Peaks of the Balkans
A circular route linking Montenegro, Albania & Kosovo
The Peaks of the Balkans is a circular, transnational multi-day trail in the border region between Albania, Kosovo and Montenegro. The trail is split into 10 sections of between 6 to 10 hours’ walking and along the way you will encounter staggering scenery, shepherd villages, soaring peaks and wild valleys, and experience homestays, home-grown food and hiking in one of the most remote corners of Europe.
It includes a number of the area’s highlights – for example, Thethi and the Valbona Pass, the Rugova Valley, Hridsko Lake, and the Ropojana Valley – but the whole route is top quality, and really gives an insight into this incredible area.
This is an excellent circuit which, with a couple of side trips or rest days, makes for a great two-week itinerary, and although there are some long days and significant climbs, it should be within the compass of regular UK hillwalkers.
The Western Balkans Mega-trail
In many ways, the Via Dinarica is the headline-grabbing trail in the region. Spanning 7 countries and totalling more than 50,000m of cumulative ascent over 1900 kilometres of mountainous hiking and cultural highlights, this brand-new trail really is a monster.
Coupled with that is vast cultural diversity, fantastic opportunities for wildlife encounters, wonderful scenery and the chance to summit some of the major peaks of the region.
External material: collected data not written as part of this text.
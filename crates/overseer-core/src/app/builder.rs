//! PipelineBuilder - ports を Runner / Evaluator に配線
//!
//! # 学習ポイント
//! - Builder パターンの実装
//! - 起動時検証（Fail-fast 設計）: 足りないケイパビリティを名前で列挙する
//! - 開発体験の改善（バッチの途中ではなく起動時に失敗する）

use std::sync::Arc;

use super::eval::{EvalSettings, Evaluator};
use super::run::{RunSettings, Runner};
use crate::ports::{
    CacheService, Clock, IdGenerator, NotifyService, PolicyService, QueryService, SystemClock,
    UuidV7Generator,
};

/// BuildError はフェーズ構築時のエラー
#[derive(Debug, thiserror::Error)]
pub enum BuildError {
    #[error("missing capabilities: {0:?}")]
    MissingCapabilities(Vec<&'static str>),
}

/// PipelineBuilder は Runner と Evaluator を構築
///
/// # 使用例
/// ```ignore
/// let runner = PipelineBuilder::new()
///     .with_cache(cache)
///     .with_query(query)
///     .build_runner()?;
/// ```
///
/// # Fail-fast 設計
/// - Runner には cache と query が必須
/// - Evaluator には cache / policy / notify が必須
/// - 不足があれば BuildError::MissingCapabilities を返す
#[derive(Default)]
pub struct PipelineBuilder {
    cache: Option<Arc<dyn CacheService>>,
    query: Option<Arc<dyn QueryService>>,
    policy: Option<Arc<dyn PolicyService>>,
    notify: Option<Arc<dyn NotifyService>>,
    clock: Option<Arc<dyn Clock>>,
    ids: Option<Arc<dyn IdGenerator>>,
    run: RunSettings,
    eval: EvalSettings,
}

impl PipelineBuilder {
    /// 新しい PipelineBuilder を作成
    pub fn new() -> Self {
        Self::default()
    }

    /// CacheService を設定（両フェーズで必須）
    pub fn with_cache(mut self, cache: Arc<dyn CacheService>) -> Self {
        self.cache = Some(cache);
        self
    }

    /// QueryService を設定（Runner で必須）
    pub fn with_query(mut self, query: Arc<dyn QueryService>) -> Self {
        self.query = Some(query);
        self
    }

    /// PolicyService を設定（Evaluator で必須）
    pub fn with_policy(mut self, policy: Arc<dyn PolicyService>) -> Self {
        self.policy = Some(policy);
        self
    }

    /// NotifyService を設定（Evaluator で必須）
    pub fn with_notify(mut self, notify: Arc<dyn NotifyService>) -> Self {
        self.notify = Some(notify);
        self
    }

    /// Clock を設定（既定は [`SystemClock`]）
    pub fn with_clock(mut self, clock: Arc<dyn Clock>) -> Self {
        self.clock = Some(clock);
        self
    }

    /// IdGenerator を設定（既定はシステム時刻の [`UuidV7Generator`]）
    pub fn with_ids(mut self, ids: Arc<dyn IdGenerator>) -> Self {
        self.ids = Some(ids);
        self
    }

    /// Runner の実行設定
    pub fn run_settings(mut self, settings: RunSettings) -> Self {
        self.run = settings;
        self
    }

    /// Evaluator の実行設定
    pub fn eval_settings(mut self, settings: EvalSettings) -> Self {
        self.eval = settings;
        self
    }

    /// Runner を構築
    ///
    /// # 検証
    /// - cache / query が設定されているか
    pub fn build_runner(self) -> Result<Runner, BuildError> {
        match (self.cache, self.query) {
            (Some(cache), Some(query)) => Ok(Runner::new(cache, query, self.run)),
            (cache, query) => Err(BuildError::MissingCapabilities(missing(&[
                ("cache", cache.is_some()),
                ("query", query.is_some()),
            ]))),
        }
    }

    /// Evaluator を構築
    ///
    /// # 検証
    /// - cache / policy / notify が設定されているか
    pub fn build_evaluator(self) -> Result<Evaluator, BuildError> {
        match (self.cache, self.policy, self.notify) {
            (Some(cache), Some(policy), Some(notify)) => {
                let clock = self.clock.unwrap_or_else(|| Arc::new(SystemClock));
                let ids = self
                    .ids
                    .unwrap_or_else(|| Arc::new(UuidV7Generator::new(SystemClock)));
                Ok(Evaluator::new(cache, policy, notify, clock, ids, self.eval))
            }
            (cache, policy, notify) => Err(BuildError::MissingCapabilities(missing(&[
                ("cache", cache.is_some()),
                ("policy", policy.is_some()),
                ("notify", notify.is_some()),
            ]))),
        }
    }
}

fn missing(supplied: &[(&'static str, bool)]) -> Vec<&'static str> {
    supplied
        .iter()
        .filter(|(_, present)| !present)
        .map(|(name, _)| *name)
        .collect()
}

#[cfg(test)]
mod tests {
    use super::*;
    use crate::impls::InMemoryCache;
    use crate::testing::{FakePolicy, FakeQuery, RecordingNotify};

    #[test]
    fn builds_runner_with_cache_and_query() {
        let runner = PipelineBuilder::new()
            .with_cache(Arc::new(InMemoryCache::new()))
            .with_query(Arc::new(FakeQuery::new()))
            .run_settings(RunSettings {
                concurrency: 2,
                ..RunSettings::default()
            })
            .build_runner()
            .unwrap();
        assert_eq!(runner.settings().concurrency, 2);
    }

    #[test]
    fn runner_without_query_names_it() {
        let err = PipelineBuilder::new()
            .with_cache(Arc::new(InMemoryCache::new()))
            .build_runner()
            .err()
            .unwrap();
        assert!(matches!(err, BuildError::MissingCapabilities(m) if m == vec!["query"]));
    }

    #[test]
    fn evaluator_defaults_clock_and_ids() {
        let evaluator = PipelineBuilder::new()
            .with_cache(Arc::new(InMemoryCache::new()))
            .with_policy(Arc::new(FakePolicy::new()))
            .with_notify(Arc::new(RecordingNotify::new()))
            .build_evaluator();
        assert!(evaluator.is_ok());
    }

    #[test]
    fn evaluator_reports_every_missing_capability() {
        let err = PipelineBuilder::new()
            .with_cache(Arc::new(InMemoryCache::new()))
            .build_evaluator()
            .err()
            .unwrap();
        assert!(matches!(
            err,
            BuildError::MissingCapabilities(m) if m == vec!["policy", "notify"]
        ));
    }
}
//! Upstream data sources.
//!
//! The scraper that actually parses university pages is an external
//! collaborator; the runtime only needs refresh, probe, and warm-up
//! entry points. The same goes for the sticker set the bot replies
//! with.

use async_trait::async_trait;
use std::sync::RwLock;
use std::time::Duration;

/// Error from an upstream source.
#[derive(Debug, thiserror::Error)]
pub enum UpstreamError {
    #[error("http error: {0}")]
    Http(#[from] reqwest::Error),
    #[error("upstream {name} returned status {status}")]
    Status { name: String, status: u16 },
}

/// A remote source feeding one or more cache namespaces.
#[async_trait]
pub trait Upstream: Send + Sync {
    /// Short name for logs and probe reports.
    fn name(&self) -> &str;

    /// Full refresh of this source's cached data.
    async fn refresh(&self) -> Result<(), UpstreamError>;

    /// Cheap reachability probe (HEAD). The caller bounds the wait.
    async fn probe(&self) -> Result<(), UpstreamError>;

    /// Pre-warms one module of this source; unknown modules are a no-op.
    async fn warm(&self, module: &str) -> Result<(), UpstreamError>;
}

/// Minimal HTTP upstream: probes with HEAD and treats refresh/warm as a
/// GET that primes the remote cache. Real scrapers replace this.
pub struct HttpUpstream {
    name: String,
    url: String,
    http: reqwest::Client,
}

impl HttpUpstream {
    /// Creates an upstream over one base URL.
    pub fn new(name: impl Into<String>, url: impl Into<String>, http: reqwest::Client) -> Self {
        Self {
            name: name.into(),
            url: url.into(),
            http,
        }
    }
}

#[async_trait]
impl Upstream for HttpUpstream {
    fn name(&self) -> &str {
        &self.name
    }

    async fn refresh(&self) -> Result<(), UpstreamError> {
        let response = self.http.get(&self.url).send().await?;
        if !response.status().is_success() {
            return Err(UpstreamError::Status {
                name: self.name.clone(),
                status: response.status().as_u16(),
            });
        }
        // Drain the body so the connection can be reused.
        let _ = response.bytes().await?;
        Ok(())
    }

    async fn probe(&self) -> Result<(), UpstreamError> {
        let response = self.http.head(&self.url).send().await?;
        if response.status().is_client_error() || response.status().is_server_error() {
            return Err(UpstreamError::Status {
                name: self.name.clone(),
                status: response.status().as_u16(),
            });
        }
        Ok(())
    }

    async fn warm(&self, _module: &str) -> Result<(), UpstreamError> {
        self.refresh().await
    }
}

/// The sticker set used for sticker replies.
#[async_trait]
pub trait StickerProvider: Send + Sync {
    /// Picks a sticker `(package_id, sticker_id)`, or `None` when the
    /// set is empty.
    fn pick(&self) -> Option<(String, String)>;

    /// Refreshes the set; returns its new size.
    async fn refresh(&self) -> Result<usize, UpstreamError>;
}

/// A fixed sticker set rotated round-robin.
pub struct StaticStickerProvider {
    stickers: RwLock<Vec<(String, String)>>,
    cursor: std::sync::atomic::AtomicUsize,
}

impl StaticStickerProvider {
    /// Creates a provider over a fixed set.
    pub fn new(stickers: Vec<(String, String)>) -> Self {
        Self {
            stickers: RwLock::new(stickers),
            cursor: std::sync::atomic::AtomicUsize::new(0),
        }
    }

    /// The stock set shipped with the bot.
    pub fn default_set() -> Self {
        Self::new(vec![
            ("446".to_string(), "1988".to_string()),
            ("446".to_string(), "2008".to_string()),
            ("789".to_string(), "10857".to_string()),
        ])
    }
}

#[async_trait]
impl StickerProvider for StaticStickerProvider {
    fn pick(&self) -> Option<(String, String)> {
        let stickers = self.stickers.read().unwrap();
        if stickers.is_empty() {
            return None;
        }
        let index = self
            .cursor
            .fetch_add(1, std::sync::atomic::Ordering::Relaxed)
            % stickers.len();
        Some(stickers[index].clone())
    }

    async fn refresh(&self) -> Result<usize, UpstreamError> {
        Ok(self.stickers.read().unwrap().len())
    }
}

/// Probes every upstream with an individual timeout, reporting each
/// outcome. Used by the readiness endpoint with a 3-second budget.
pub async fn probe_all(
    upstreams: &[std::sync::Arc<dyn Upstream>],
    each_within: Duration,
) -> Vec<(String, bool)> {
    let probes = upstreams.iter().map(|upstream| async move {
        let ok = tokio::time::timeout(each_within, upstream.probe())
            .await
            .map(|r| r.is_ok())
            .unwrap_or(false);
        (upstream.name().to_string(), ok)
    });
    futures::future::join_all(probes).await
}
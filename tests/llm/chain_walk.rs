//! The chain walk of the fallback sequence described in the product's
//! degradation story: retry the model, switch models, switch providers,
//! report only real provider switches.

use super::support::ScriptedProvider;
use linebot_llm::{ChainBuilder, ChatProvider, ChatRequest, RetryPolicy};
use std::sync::atomic::{AtomicU32, Ordering};
use std::sync::Arc;
use std::time::Duration;

fn fast_retry() -> RetryPolicy {
    RetryPolicy {
        max_attempts: 3,
        initial_delay: Duration::from_millis(1),
        max_delay: Duration::from_millis(2),
    }
}

#[tokio::test]
async fn full_ladder_gemini_retries_then_model_switch_then_provider_switch() {
    let m1 = ScriptedProvider::always_failing("gemini", "m1", 503, "service unavailable");
    let m2 = ScriptedProvider::always_failing("gemini", "m2", 503, "service unavailable");
    let groq = ScriptedProvider::succeeding("groq", "m1");

    let fallbacks = Arc::new(AtomicU32::new(0));
    let f = Arc::clone(&fallbacks);

    let chain = ChainBuilder::new("intent")
        .retry(fast_retry())
        .handle(Arc::clone(&m1) as Arc<dyn ChatProvider>)
        .handle(Arc::clone(&m2) as Arc<dyn ChatProvider>)
        .handle(Arc::clone(&groq) as Arc<dyn ChatProvider>)
        .on_provider_fallback(move |from, to| {
            assert_eq!((from, to), ("gemini", "groq"));
            f.fetch_add(1, Ordering::SeqCst);
        })
        .build();

    let out = chain
        .generate(&ChatRequest::prompt("hello"), None)
        .await
        .unwrap();
    assert_eq!(out, "groq:m1");

    // Each failing handle burns its full retry budget.
    assert_eq!(m1.call_count(), 3);
    assert_eq!(m2.call_count(), 3);
    assert_eq!(groq.call_count(), 1);
    // m1 -> m2 stayed inside gemini; exactly one cross-provider switch.
    assert_eq!(fallbacks.load(Ordering::SeqCst), 1);
}

#[tokio::test]
async fn success_within_provider_reports_no_fallback() {
    let m1 = ScriptedProvider::always_failing("gemini", "m1", 503, "service unavailable");
    let m2 = ScriptedProvider::failing_n_times("gemini", "m2", 1, 503, "service unavailable");

    let fallbacks = Arc::new(AtomicU32::new(0));
    let f = Arc::clone(&fallbacks);

    let chain = ChainBuilder::new("intent")
        .retry(fast_retry())
        .handle(Arc::clone(&m1) as Arc<dyn ChatProvider>)
        .handle(Arc::clone(&m2) as Arc<dyn ChatProvider>)
        .on_provider_fallback(move |_, _| {
            f.fetch_add(1, Ordering::SeqCst);
        })
        .build();

    let out = chain
        .generate(&ChatRequest::prompt("hello"), None)
        .await
        .unwrap();
    assert_eq!(out, "gemini:m2");
    assert_eq!(m2.call_count(), 2);
    assert_eq!(fallbacks.load(Ordering::SeqCst), 0);
}

#[tokio::test]
async fn retry_counts_attempts_per_handle() {
    let flaky = ScriptedProvider::failing_n_times("gemini", "m1", 2, 503, "overloaded");
    let chain = ChainBuilder::new("t")
        .retry(fast_retry())
        .handle(Arc::clone(&flaky) as Arc<dyn ChatProvider>)
        .build();

    chain
        .generate(&ChatRequest::prompt("x"), None)
        .await
        .unwrap();
    assert_eq!(flaky.call_count(), 3);
}

#[tokio::test]
async fn auth_failure_aborts_the_whole_walk() {
    let bad = ScriptedProvider::always_failing("gemini", "m1", 401, "unauthorized");
    let never_reached = ScriptedProvider::succeeding("groq", "m1");

    let chain = ChainBuilder::new("t")
        .retry(fast_retry())
        .handle(Arc::clone(&bad) as Arc<dyn ChatProvider>)
        .handle(Arc::clone(&never_reached) as Arc<dyn ChatProvider>)
        .build();

    assert!(chain.generate(&ChatRequest::prompt("x"), None).await.is_err());
    assert_eq!(bad.call_count(), 1);
    assert_eq!(never_reached.call_count(), 0);
}

#[tokio::test]
async fn quota_error_advances_without_retrying() {
    let exhausted =
        ScriptedProvider::always_failing("gemini", "m1", 429, "You exceeded your current quota");
    let next = ScriptedProvider::succeeding("groq", "m1");

    let chain = ChainBuilder::new("t")
        .retry(fast_retry())
        .handle(Arc::clone(&exhausted) as Arc<dyn ChatProvider>)
        .handle(Arc::clone(&next) as Arc<dyn ChatProvider>)
        .build();

    let out = chain
        .generate(&ChatRequest::prompt("x"), None)
        .await
        .unwrap();
    assert_eq!(out, "groq:m1");
    assert_eq!(exhausted.call_count(), 1);
}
The section that runs through Montenegro includes some of the best the country has to offer. From Durmitor NP in the north via Biogradska Gora NP, Bjelasica Mountain and Komovi to the Prokletije on the southern border with Albania, it is packed with the promise of highlight after highlight.
Having walked in the Biogradska Gora, Bjelasica and Prokletije areas before, we can vouch for the spectacular and varied hiking on offer, with Biogradska Gora and Bjelasica perhaps offering a more gentle outlook than the jagged peaks of the Prokletije.
Please click below for more information on the Via Dinarica in Montenegro.
Trekking in Montenegro
There can be few places anywhere on the planet that have as much dramatic scenery and natural beauty as Montenegro, especially given its compact size.
Even the name itself, meaning "Black Mountains" in English, provides a big clue to what one might expect to find. From the relaxed charm of coastal Riviera and the stunning fjord of Kotor Bay to the mountainous interior with its soaring peaks and plunging canyons, there is something to tempt and tantalise at every turn.
Of the five National Parks in Montenegro, four are mountainous: Lovćen on the coast overlooking the Bay of Kotor, and the other three – Durmitor, Biogradska Gora and the Prokletije – running in a north-west to south-east line through the interior along the spine of the Dinaric Alps.
Over the past few years, we have hiked in three of the National Parks as well as a number of other fantastic areas. We've stood on summits with the entire country laid out at our feet and views as far as Albania, Kosovo, Serbia and Bosnia-Herzegovina, stayed in some wonderful locations, met warm-hearted, generous people, eaten freshly made shepherd’s cheese and drunk homemade rakija from the "happy machine” with the locals and lived to tell the tale.